_TASK DETAILS_
Please quote exactly the lines below from the line containing "let _metrics_handle = init_metrics();" to the line containing "joined = &mut", both lines included, and nothing else.

_Dataset entries_
== Segment start ==

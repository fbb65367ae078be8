//! Application Layer - Use cases and port definitions.
//!
//! This layer contains the chart proxy service and the port it uses to
//! reach the upstream quote provider.

/// Port interfaces for external systems (upstream provider).
pub mod ports;

/// Application services (the quote cache proxy).
pub mod services;
//! Stock Picker Binary
//!
//! Terminal driver for the query orchestrator. Reads change events from
//! stdin, one per line:
//!
//! ```text
//! symbol=AAPL
//! periodFrom=2023-01-01
//! periodTo=2023-01-15
//! period=5y
//! ```
//!
//! Every request the orchestrator emits is fetched from the quote cache
//! proxy and summarized on stdout. Blank lines and lines starting with `#`
//! are skipped.
//!
//! # Environment Variables
//!
//! - `STOCK_PICKER_PROXY_URL`: Quote proxy base URL (default: <http://localhost:3333>)
//! - `STOCK_PICKER_MODE`: `range` | `period` (default: range)
//! - `STOCK_PICKER_DEBOUNCE_MS`: Symbol quiet window (default: 300)
//! - `STOCK_PICKER_TIMEOUT_MS`: Per-attempt HTTP timeout (default: 10000)
//! - `STOCK_PICKER_DEDUPE`: Collapse consecutive identical requests (default: false)
//! - `STOCK_PICKER_CACHE_CAPACITY`: Charts kept for revalidation (default: 128)
//! - `RUST_LOG`: Log level (default: info)

use std::sync::Arc;
use std::time::Instant;

use quote_domain::QuoteRequest;
use stock_picker::domain::split_change_line;
use stock_picker::{
    ChartResponse, ChartSummary, PickerConfig, QueryOrchestrator, QuoteProxyClient, SystemClock,
    chart_series,
};
use tokio::io::{AsyncBufReadExt, BufReader};
use tokio::sync::mpsc;
use tracing_subscriber::EnvFilter;

#[tokio::main(flavor = "current_thread")]
async fn main() -> anyhow::Result<()> {
    load_dotenv();
    init_tracing();

    let config = PickerConfig::from_env().inspect_err(|e| {
        tracing::error!(error = %e, "Invalid configuration");
    })?;
    tracing::info!(
        proxy = %config.client.base_url,
        mode = %config.orchestrator.mode,
        debounce_ms = config.orchestrator.symbol_debounce.as_millis(),
        "Stock picker started"
    );

    let client = Arc::new(QuoteProxyClient::new(&config.client)?);

    let (tx, mut rx) = mpsc::unbounded_channel::<QuoteRequest>();
    let fetcher = tokio::spawn(async move {
        while let Some(request) = rx.recv().await {
            match client.get_chart(&request).await {
                Ok(response) => print_chart(&request, &response),
                Err(e) => tracing::warn!(request = %request, error = %e, "Chart fetch failed"),
            }
        }
    });

    let mut orchestrator =
        QueryOrchestrator::new(config.orchestrator, SystemClock, move |request: QuoteRequest| {
            if tx.send(request).is_err() {
                tracing::warn!("Fetch task stopped, dropping request");
            }
        });

    let mut lines = BufReader::new(tokio::io::stdin()).lines();

    loop {
        let deadline = orchestrator.next_deadline();
        tokio::select! {
            line = lines.next_line() => match line? {
                Some(line) => handle_line(&mut orchestrator, &line),
                None => break,
            },
            () = sleep_until(deadline) => orchestrator.poll_timers(),
        }
    }

    // Let a pending symbol settle before shutting down.
    if let Some(deadline) = orchestrator.next_deadline() {
        sleep_until(Some(deadline)).await;
        orchestrator.poll_timers();
    }
    orchestrator.dispose();

    fetcher.await?;
    Ok(())
}

fn handle_line<S: stock_picker::QuoteSink>(
    orchestrator: &mut QueryOrchestrator<SystemClock, S>,
    line: &str,
) {
    let line = line.trim();
    if line.is_empty() || line.starts_with('#') {
        return;
    }

    match split_change_line(line) {
        Ok((field, value)) => orchestrator.on_input(field, value),
        Err(e) => tracing::warn!(error = %e, "Ignoring input line"),
    }
}

async fn sleep_until(deadline: Option<Instant>) {
    match deadline {
        Some(deadline) => tokio::time::sleep_until(deadline.into()).await,
        None => std::future::pending().await,
    }
}

fn print_chart(request: &QuoteRequest, response: &ChartResponse) {
    let series = match chart_series(&response.body) {
        Ok(series) => series,
        Err(e) => {
            tracing::warn!(request = %request, error = %e, "Chart payload is not JSON");
            return;
        }
    };

    match ChartSummary::of(&series) {
        Some(summary) => {
            let change = summary
                .change_pct()
                .map_or_else(|| "n/a".to_string(), |pct| format!("{pct:+.2}%"));
            println!(
                "{request}: {} points, {} {:.2} -> {} {:.2} ({change}), low {:.2}, high {:.2} [{:?}]",
                summary.points,
                summary.first.period,
                summary.first.close,
                summary.last.period,
                summary.last.close,
                summary.low,
                summary.high,
                response.source,
            );
        }
        None => println!("{request}: no data [{:?}]", response.source),
    }
}

fn init_tracing() {
    let filter =
        EnvFilter::try_from_default_env().unwrap_or_else(|_| EnvFilter::new("stock_picker=info"));

    tracing_subscriber::fmt()
        .with_env_filter(filter)
        .with_writer(std::io::stderr)
        .with_target(false)
        .init();
}

/// Load .env file from current directory or any ancestor directory.
fn load_dotenv() {
    if dotenvy::dotenv().is_ok() {
        return;
    }

    if let Ok(cwd) = std::env::current_dir() {
        let mut dir = cwd.as_path();
        while let Some(parent) = dir.parent() {
            let env_path = parent.join(".env");
            if env_path.exists() {
                let _ = dotenvy::from_path(&env_path);
                return;
            }
            dir = parent;
        }
    }
}
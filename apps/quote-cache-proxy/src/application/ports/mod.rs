//! Port Interfaces
//!
//! ## Driven Ports (Outbound)
//!
//! - `UpstreamPort`: fetches raw chart payloads from the quote provider

use std::time::Duration;

use async_trait::async_trait;
use quote_domain::QuoteRequest;

/// Failure reaching or reading from the upstream provider.
#[derive(Debug, Clone, PartialEq, Eq, thiserror::Error)]
pub enum UpstreamError {
    /// Connection, TLS or body read failure.
    #[error("upstream network error: {0}")]
    Network(String),

    /// No response within the configured bound.
    #[error("upstream timed out after {}ms", .0.as_millis())]
    Timeout(Duration),

    /// Provider answered with a non-success status.
    #[error("upstream returned status {status}: {body}")]
    Status {
        /// HTTP status code.
        status: u16,
        /// Response body (truncated).
        body: String,
    },
}

/// Port for fetching chart data from the upstream provider.
#[cfg_attr(test, mockall::automock)]
#[async_trait]
pub trait UpstreamPort: Send + Sync {
    /// Issue a single GET for the chart and return the raw body bytes.
    async fn get_chart(&self, request: &QuoteRequest) -> Result<Vec<u8>, UpstreamError>;
}
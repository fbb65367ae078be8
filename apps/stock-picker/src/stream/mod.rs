//! Stream Stabilization Primitives
//!
//! Small synchronous state machines used to clean up a noisy input stream:
//!
//! - [`Debounce`]: release a value once it has been stable for a window
//! - [`Distinct`]: drop consecutive duplicates
//! - [`Latest`]: slot of a latest-value-wins join
//! - [`Clock`]: time source ([`SystemClock`], [`ManualClock`])
//! - [`QuoteSink`]: receiver of emitted requests
//!
//! None of them spawn tasks or own timers; the owner drives them with the
//! current time.

mod clock;
mod debounce;
mod distinct;
mod latest;

use quote_domain::QuoteRequest;

pub use clock::{Clock, ManualClock, SystemClock};
pub use debounce::Debounce;
pub use distinct::Distinct;
pub use latest::Latest;

/// Receiver of emitted quote requests.
pub trait QuoteSink {
    /// Deliver one request.
    fn emit(&mut self, request: QuoteRequest);
}

impl<F: FnMut(QuoteRequest)> QuoteSink for F {
    fn emit(&mut self, request: QuoteRequest) {
        self(request);
    }
}
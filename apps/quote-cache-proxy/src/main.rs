//! Quote Cache Proxy Binary
//!
//! Starts the chart proxy.
//!
//! # Usage
//!
//! ```bash
//! cargo run --bin quote-cache-proxy
//! ```
//!
//! # Environment Variables
//!
//! ## Required
//! - `QUOTE_PROVIDER_TOKEN`: Provider API token
//!
//! ## Optional
//! - `QUOTE_PROVIDER_URL`: Provider base URL (default: <https://sandbox.iexapis.com>)
//! - `QUOTE_PROXY_HOST`: Bind address (default: 127.0.0.1)
//! - `QUOTE_PROXY_PORT`: Bind port (default: 3333)
//! - `QUOTE_PROXY_UPSTREAM_TIMEOUT_MS`: Upstream request bound (default: 10000)
//! - `QUOTE_PROXY_FRESH_FOR_MS`: Advertised freshness window (default: 1000000)
//! - `OTEL_ENABLED`: Export spans over OTLP (default: false)
//! - `RUST_LOG`: Log level (default: info)

use std::sync::Arc;
use std::time::Duration;

use quote_cache_proxy::infrastructure::telemetry;
use quote_cache_proxy::{
    AppState, HttpServer, ProviderClient, ProxyConfig, QuoteCacheProxy, init_metrics,
};
use tokio::signal;
use tokio_util::sync::CancellationToken;

/// Graceful shutdown timeout.
const SHUTDOWN_TIMEOUT: Duration = Duration::from_secs(30);

#[tokio::main]
async fn main() -> anyhow::Result<()> {
    load_dotenv();

    let _telemetry_guard = telemetry::init();

    tracing::info!("Starting Quote Cache Proxy");

    let _metrics_handle = init_metrics();

    let config = ProxyConfig::from_env().inspect_err(|e| {
        tracing::error!(error = %e, "Invalid configuration");
    })?;
    log_config(&config);

    let provider = ProviderClient::new(&config.provider)?;
    let proxy = QuoteCacheProxy::new(Arc::new(provider), config.cache.fresh_for);
    let state = AppState::new(proxy, env!("CARGO_PKG_VERSION").to_string());

    let shutdown_token = CancellationToken::new();
    let server = HttpServer::new(config.server.socket_addr(), state, shutdown_token.clone());

    let mut server_task = tokio::spawn(server.run());

    tokio::select! {
        joined = &mut server_task => {
            // The server only returns on its own if it failed.
            shutdown_token.cancel();
            joined??;
            return Ok(());
        }
        () = await_shutdown(shutdown_token.clone()) => {}
    }

    match tokio::time::timeout(SHUTDOWN_TIMEOUT, server_task).await {
        Ok(joined) => joined??,
        Err(_) => tracing::warn!("Shutdown timed out with requests in flight"),
    }

    tracing::info!("Quote proxy stopped");
    Ok(())
}

/// Log the parsed configuration.
fn log_config(config: &ProxyConfig) {
    tracing::info!(
        addr = %config.server.socket_addr(),
        provider = %config.provider.base_url,
        upstream_timeout = ?config.provider.timeout,
        fresh_for_secs = config.cache.fresh_for.as_secs(),
        "Configuration loaded"
    );
}

/// Load .env file from current directory or any ancestor directory.
fn load_dotenv() {
    if dotenvy::dotenv().is_ok() {
        return;
    }

    if let Ok(cwd) = std::env::current_dir() {
        let mut dir = cwd.as_path();
        while let Some(parent) = dir.parent() {
            let env_path = parent.join(".env");
            if env_path.exists() {
                let _ = dotenvy::from_path(&env_path);
                return;
            }
            dir = parent;
        }
    }
}

/// Wait for shutdown signal (SIGTERM or SIGINT).
#[allow(clippy::expect_used)]
async fn await_shutdown(shutdown_token: CancellationToken) {
    let ctrl_c = async {
        signal::ctrl_c()
            .await
            .expect("signal handler installation is critical for graceful shutdown");
    };

    #[cfg(unix)]
    let terminate = async {
        signal::unix::signal(signal::unix::SignalKind::terminate())
            .expect("SIGTERM handler installation is critical for graceful shutdown")
            .recv()
            .await;
    };

    #[cfg(not(unix))]
    let terminate = std::future::pending::<()>();

    tokio::select! {
        () = ctrl_c => {
            tracing::info!("Received Ctrl+C, initiating shutdown");
        }
        () = terminate => {
            tracing::info!("Received SIGTERM, initiating shutdown");
        }
    }

    shutdown_token.cancel();

    tracing::info!(
        timeout_secs = SHUTDOWN_TIMEOUT.as_secs(),
        "Graceful shutdown started"
    );
}
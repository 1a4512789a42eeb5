mod cache;
mod config;
mod corpus;
mod engine;
mod error;
mod matcher;
mod render;

pub use cache::{CacheLayer, CacheStats, MemoryStore, SharedCacheStore};
pub use config::EngineConfig;
pub use corpus::{
    CorpusListener, Keyword, KeywordIndex, KeywordSnapshot, LinkBuilder, PathLinkBuilder,
};
pub use engine::Autolinker;
pub use error::{CacheError, CorpusError, EngineError, MatcherBuildError};
pub use matcher::{CompiledMatcher, Match};
pub use render::{escape_html, render};
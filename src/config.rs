use std::num::NonZeroUsize;

const DEFAULT_TIER1_CAPACITY: usize = 65_536;

#[derive(Debug, Clone)]
pub struct EngineConfig {
    /// Upper bound on process-local rendered descriptions.
    pub tier1_capacity: NonZeroUsize,
    /// Namespace prepended to every shared cache key.
    pub shared_key_prefix: String,
    /// Markup substituted for each newline in rendered output.
    pub line_break: String,
    /// Path prefix for keyword pages, used by [`crate::PathLinkBuilder`].
    pub link_base_path: String,
}

impl Default for EngineConfig {
    fn default() -> Self {
        Self {
            tier1_capacity: NonZeroUsize::new(DEFAULT_TIER1_CAPACITY).unwrap_or(NonZeroUsize::MIN),
            shared_key_prefix: "htmlify:".to_string(),
            line_break: "<br />".to_string(),
            link_base_path: "/keyword/".to_string(),
        }
    }
}
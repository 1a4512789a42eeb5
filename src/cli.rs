use std::error::Error;
use std::fs::File;
use std::io::{self, BufRead, BufReader, Read};
use std::num::NonZeroUsize;
use std::path::{Path, PathBuf};
use std::sync::Arc;

use clap::{Args, Parser, Subcommand};
use isuda_rs::{Autolinker, EngineConfig, MemoryStore};
use serde_json::json;
use tracing_subscriber::EnvFilter;

#[derive(Parser, Debug)]
#[command(name = "isuda-rs", about = "Autolink keyword descriptions", version)]
pub struct Cli {
    /// Emit JSON instead of plain text.
    #[arg(long, global = true)]
    json: bool,

    #[command(flatten)]
    engine: EngineArgs,

    #[command(subcommand)]
    command: Command,
}

#[derive(Args, Debug)]
struct EngineArgs {
    /// Maximum number of rendered descriptions kept in process memory.
    #[arg(long, global = true, env = "ISUDA_TIER1_CAPACITY", default_value_t = 65_536)]
    tier1_capacity: usize,
    /// Prefix for shared cache keys.
    #[arg(long, global = true, env = "ISUDA_CACHE_PREFIX", default_value = "htmlify:")]
    cache_prefix: String,
    /// Markup emitted for each newline.
    #[arg(long, global = true, env = "ISUDA_LINE_BREAK", default_value = "<br />")]
    line_break: String,
    /// Path prefix of keyword pages.
    #[arg(long, global = true, env = "ISUDA_LINK_BASE", default_value = "/keyword/")]
    link_base: String,
}

impl EngineArgs {
    fn to_config(&self) -> Result<EngineConfig, Box<dyn Error>> {
        let tier1_capacity = NonZeroUsize::new(self.tier1_capacity)
            .ok_or("--tier1-capacity must be greater than zero")?;
        Ok(EngineConfig {
            tier1_capacity,
            shared_key_prefix: self.cache_prefix.clone(),
            line_break: self.line_break.clone(),
            link_base_path: self.link_base.clone(),
        })
    }
}

#[derive(Subcommand, Debug)]
enum Command {
    /// Render a description with every corpus keyword linked.
    Render {
        /// Keyword corpus, one keyword per line (first TSV column).
        #[arg(long)]
        corpus: PathBuf,
        /// Keyword whose description is being rendered.
        #[arg(long)]
        keyword: String,
        /// Description text; read from stdin when omitted.
        #[arg(long)]
        description: Option<String>,
    },
    /// List keyword matches found in a piece of text.
    Scan {
        #[arg(long)]
        corpus: PathBuf,
        /// Raw text to scan.
        text: String,
    },
    /// Render repeatedly and report cache tier statistics.
    Stats {
        #[arg(long)]
        corpus: PathBuf,
        #[arg(long)]
        keyword: String,
        #[arg(long)]
        description: String,
        /// Number of renders to perform.
        #[arg(short, long, default_value_t = 2)]
        repeat: usize,
    },
}

pub fn run() -> Result<(), Box<dyn Error>> {
    let cli = Cli::parse();
    init_tracing();
    let engine = Autolinker::new(cli.engine.to_config()?, Arc::new(MemoryStore::new()));
    match cli.command {
        Command::Render {
            corpus,
            keyword,
            description,
        } => {
            load_into(&engine, &corpus)?;
            let description = match description {
                Some(text) => text,
                None => read_stdin()?,
            };
            handle_render(&engine, &keyword, &description, cli.json)
        }
        Command::Scan { corpus, text } => {
            load_into(&engine, &corpus)?;
            handle_scan(&engine, &text, cli.json)
        }
        Command::Stats {
            corpus,
            keyword,
            description,
            repeat,
        } => {
            load_into(&engine, &corpus)?;
            handle_stats(&engine, &keyword, &description, repeat, cli.json)
        }
    }
}

fn init_tracing() {
    let filter = EnvFilter::try_from_default_env().unwrap_or_else(|_| EnvFilter::new("warn"));
    let _ = tracing_subscriber::fmt()
        .with_env_filter(filter)
        .with_writer(io::stderr)
        .try_init();
}

fn load_into(engine: &Autolinker, path: &Path) -> Result<(), Box<dyn Error>> {
    let keywords = load_corpus(path)?;
    engine.reset_corpus(&keywords)?;
    Ok(())
}

fn load_corpus(path: &Path) -> Result<Vec<String>, Box<dyn Error>> {
    let file = BufReader::new(
        File::open(path).map_err(|err| format!("Failed to open corpus {}: {err}", path.display()))?,
    );
    let mut keywords = Vec::new();
    for (idx, line) in file.lines().enumerate() {
        let line = line?;
        if idx == 0 && line.starts_with("keyword") {
            continue;
        }
        let keyword = line.split('\t').next().unwrap_or_default();
        if keyword.trim().is_empty() {
            continue;
        }
        keywords.push(keyword.to_string());
    }
    Ok(keywords)
}

fn read_stdin() -> Result<String, Box<dyn Error>> {
    let mut buf = String::new();
    io::stdin().read_to_string(&mut buf)?;
    Ok(buf)
}

fn handle_render(
    engine: &Autolinker,
    keyword: &str,
    description: &str,
    as_json: bool,
) -> Result<(), Box<dyn Error>> {
    let html = engine.render_description(keyword, description)?;
    if as_json {
        let payload = json!({
            "keyword": keyword,
            "generation": engine.generation(),
            "html": html,
        });
        println!("{}", serde_json::to_string_pretty(&payload)?);
    } else {
        println!("{html}");
    }
    Ok(())
}

fn handle_scan(engine: &Autolinker, text: &str, as_json: bool) -> Result<(), Box<dyn Error>> {
    let matcher = engine.matcher()?;
    let escaped = isuda_rs::escape_html(text);
    let matches = matcher.scan(&escaped);

    if as_json {
        let payload = json!({
            "text": escaped,
            "patterns": matcher.pattern_count(),
            "matches": matches,
        });
        println!("{}", serde_json::to_string_pretty(&payload)?);
        return Ok(());
    }

    if matches.is_empty() {
        println!("No keywords matched.");
        return Ok(());
    }
    let width = matches
        .iter()
        .map(|m| m.keyword.len())
        .max()
        .unwrap_or(7)
        .max("KEYWORD".len());
    println!("{:<width$}  {:>6}  {:>6}", "KEYWORD", "START", "END", width = width);
    println!("{:-<width$}  ------  ------", "", width = width);
    for m in &matches {
        println!(
            "{:<width$}  {:>6}  {:>6}",
            m.keyword,
            m.start,
            m.end,
            width = width
        );
    }
    Ok(())
}

fn handle_stats(
    engine: &Autolinker,
    keyword: &str,
    description: &str,
    repeat: usize,
    as_json: bool,
) -> Result<(), Box<dyn Error>> {
    for _ in 0..repeat.max(1) {
        engine.render_description(keyword, description)?;
    }
    let stats = engine.cache_stats();
    if as_json {
        println!("{}", serde_json::to_string_pretty(&stats)?);
    } else {
        println!("Generation:     {}", stats.generation);
        println!("Tier 1 hits:    {}", stats.tier1_hits);
        println!("Tier 2 hits:    {}", stats.tier2_hits);
        println!("Misses:         {}", stats.misses);
        println!("Tier 2 errors:  {}", stats.tier2_errors);
        println!("Matcher builds: {}", stats.matcher_builds);
    }
    Ok(())
}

== Segment end ==

_ANSWER FOR THE TASK_
    let _metrics_handle = init_metrics();

    let config = ProxyConfig::from_env().inspect_err(|e| {
        tracing::error!(error = %e, "Invalid configuration");
    })?;
    log_config(&config);

    let provider = ProviderClient::new(&config.provider)?;
    let proxy = QuoteCacheProxy::new(Arc::new(provider), config.cache.fresh_for);
    let state = AppState::new(proxy, env!("CARGO_PKG_VERSION").to_string());

    let shutdown_token = CancellationToken::new();
    let server = HttpServer::new(config.server.socket_addr(), state, shutdown_token.clone());

    let mut server_task = tokio::spawn(server.run());

    tokio::select! {
        joined = &mut server_task => {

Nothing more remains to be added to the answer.